Believe it or not. I was a writer and an avid reader. I also enjoyed multi-media crafting.
Do you think that creativity comes naturally to people – or do you think creativity is a skill that people can learn?
I think everyone is born with creativity. We just show this in a wide range of ways! People who have a vision for businesses or discoveries use just as much creativity as anyone doing visual arts, writing, or music. It all comes from the same place in the brain and heart. And yes, I think any creative skill can be learned.
Did you always want to live a farm life? How do you know what to do? What do you love about it?
Always, always my soul craved the farm life. I always tell people I was an Old MacDonald kid born into an IBM family, LOL. For me, everything about it feels extremely authentic and honest and fresh. Farming is a whole lot of REAL. Real physical labor, real birth everywhere, real death. Real appreciation for the soil, plants, weather, and creatures. Honestly, we have never simply jumped in without some deep research and guidance from others who have walked this path before us. But after we felt we had some decent information based on reality, we just went forward and learned everyday. We still learn everyday, and I’m not being flippant, LOL!
What is your typical day like?
Caffeine, urgent emails, then out to feed the livestock. Get the water going for the flower fields and go over who is supposed to get bouquets today (or not). Once everyone’s immediate needs are met, the weeding, seed-starting, planting, harvesting, or tearing out garden beds happens.
It truly depends on the day and the time of the year. Goat maintenance like deworming, hoof trimming, etc. is done every 8 weeks. If it’s kidding season, this is an entire project unto itself. Walking the fence line looking for (and fixing) easy-ways-out for livestock or dogs is a once a week. Angora goat shearing happens every six months. Little barns and shelters need to be kept up and straw added constantly. Then there are the chickens, dogs, cats, and rabbits to tend to. That’s just the half of it!
What is the greatest takeaway you want readers to gain from your books, especially your new title, Raising Animals for Fiber?
When I wrote this book, my thought was to share some of the fiber choices, things to consider, and species comparisons for people to look at all in one place.

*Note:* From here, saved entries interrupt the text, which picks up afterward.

use std::net::SocketAddr;
use std::path::PathBuf;
use std::str::FromStr;
use std::time::Duration;

use clap::{Parser, Subcommand};
use nh_core::config::{DEFAULT_ARTICLE_COUNT, DEFAULT_GATEWAY_MODEL, DEFAULT_GATEWAY_URL, DEFAULT_SEARCH_URL};
use nh_core::{Config, GatewayConfig, ProviderKind, SearchApiConfig};

/// Timeout given as `30s`, `2m`, `1m30s` or plain seconds.
#[derive(Debug, Clone, Copy, PartialEq, Eq)]
pub struct HumanDuration(pub Duration);

impl FromStr for HumanDuration {
    type Err = String;

    fn from_str(s: &str) -> std::result::Result<Self, Self::Err> {
        let mut total_seconds = 0u64;
        let mut current_number = String::new();

        for c in s.trim().chars() {
            if c.is_ascii_digit() {
                current_number.push(c);
                continue;
            }
            let num: u64 = current_number
                .parse()
                .map_err(|_| format!("Expected a number before '{}'", c))?;
            total_seconds += match c {
                's' => num,
                'm' => num * 60,
                'h' => num * 3600,
                _ => return Err(format!("Invalid duration unit: {}", c)),
            };
            current_number.clear();
        }

        if !current_number.is_empty() {
            total_seconds += current_number
                .parse::<u64>()
                .map_err(|_| "Invalid number in duration".to_string())?;
        }
        if total_seconds == 0 {
            return Err("Duration must be greater than zero".to_string());
        }

        Ok(HumanDuration(Duration::from_secs(total_seconds)))
    }
}

#[derive(Parser, Debug)]
#[command(author, version, about = "NewsHub headline service", long_about = None)]
pub struct Cli {
    /// Headline provider: ai (chat-completion gateway) or search (news search API)
    #[arg(long, env = "NEWS_PROVIDER", default_value = "ai", global = true)]
    pub provider: ProviderKind,

    #[arg(long, env = "AI_GATEWAY_API_KEY", hide_env_values = true, global = true)]
    pub gateway_api_key: Option<String>,

    #[arg(long, env = "AI_GATEWAY_URL", default_value = DEFAULT_GATEWAY_URL, global = true)]
    pub gateway_url: String,

    #[arg(long, env = "AI_GATEWAY_MODEL", default_value = DEFAULT_GATEWAY_MODEL, global = true)]
    pub model: String,

    /// Number of stories requested from the AI gateway
    #[arg(long, env = "ARTICLE_COUNT", default_value_t = DEFAULT_ARTICLE_COUNT, global = true)]
    pub article_count: usize,

    #[arg(long, env = "SEARCH_API_KEY", hide_env_values = true, global = true)]
    pub search_api_key: Option<String>,

    #[arg(long, env = "SEARCH_API_URL", default_value = DEFAULT_SEARCH_URL, global = true)]
    pub search_url: String,

    #[arg(long, env = "SEARCH_QUERY", default_value = "India", global = true)]
    pub query: String,

    #[arg(long, env = "SEARCH_REGION", default_value = "in", global = true)]
    pub region: String,

    #[arg(long, env = "SEARCH_LANGUAGE", default_value = "en", global = true)]
    pub language: String,

    /// Transport timeout for upstream calls (e.g. 30s, 1m)
    #[arg(long, env = "UPSTREAM_TIMEOUT", global = true)]
    pub timeout: Option<HumanDuration>,

    /// Structure articles locally instead of calling the AI gateway
    #[arg(long, env = "OUTLINE_STRUCTURER", global = true)]
    pub outline: bool,

    /// Log filter used when RUST_LOG is unset
    #[arg(long, default_value = "info", global = true)]
    pub log_level: String,

    #[command(subcommand)]
    pub command: Commands,
}

#[derive(Subcommand, Debug)]
pub enum Commands {
    /// Run the HTTP server
    Serve {
        #[arg(long, env = "BIND_ADDR", default_value = "0.0.0.0:8080")]
        bind: SocketAddr,
    },
    /// Fetch and normalize headlines once, printing the JSON payload
    Headlines,
    /// Structure a single article and print the markdown
    Structure {
        #[arg(long)]
        title: String,
        #[arg(long)]
        content: String,
    },
    /// Normalize a saved upstream body (stdin when no file is given)
    Normalize {
        file: Option<PathBuf>,
    },
}

impl Cli {
    pub fn config(&self) -> Config {
        let timeout = self.timeout.map(|t| t.0);
        Config {
            provider: self.provider,
            gateway: GatewayConfig {
                api_key: self.gateway_api_key.clone(),
                base_url: self.gateway_url.clone(),
                model: self.model.clone(),
                article_count: self.article_count,
                timeout,
                ..GatewayConfig::default()
            },
            search: SearchApiConfig {
                api_key: self.search_api_key.clone(),
                base_url: self.search_url.clone(),
                query: self.query.clone(),
                region: self.region.clone(),
                language: self.language.clone(),
                timeout,
                ..SearchApiConfig::default()
            },
        }
    }
}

I always wished that I had a book like this when I was first researching fiber critters to keep on our farm.
Which animals do you raise for fiber? Do they all get along, or do they “need their own space”?
At this time, we raise Colored Angora Goats for their mohair. We used to raise Angora rabbits, as well. Honestly, it’s true that some animals do fine when kept together. That said, after all the years if keeping all kinds of animals (not just fiber ones), I truly believe that it is much easier to care for and meet the specific needs of each species if they have their own spaces.
Are the fibers from different animals better suited to particular purposes?
Yes, they can be. This is a really long and deep discussion, however. Which is why I always suggest meeting local farmers and obtaining some mentors before choosing a fiber species.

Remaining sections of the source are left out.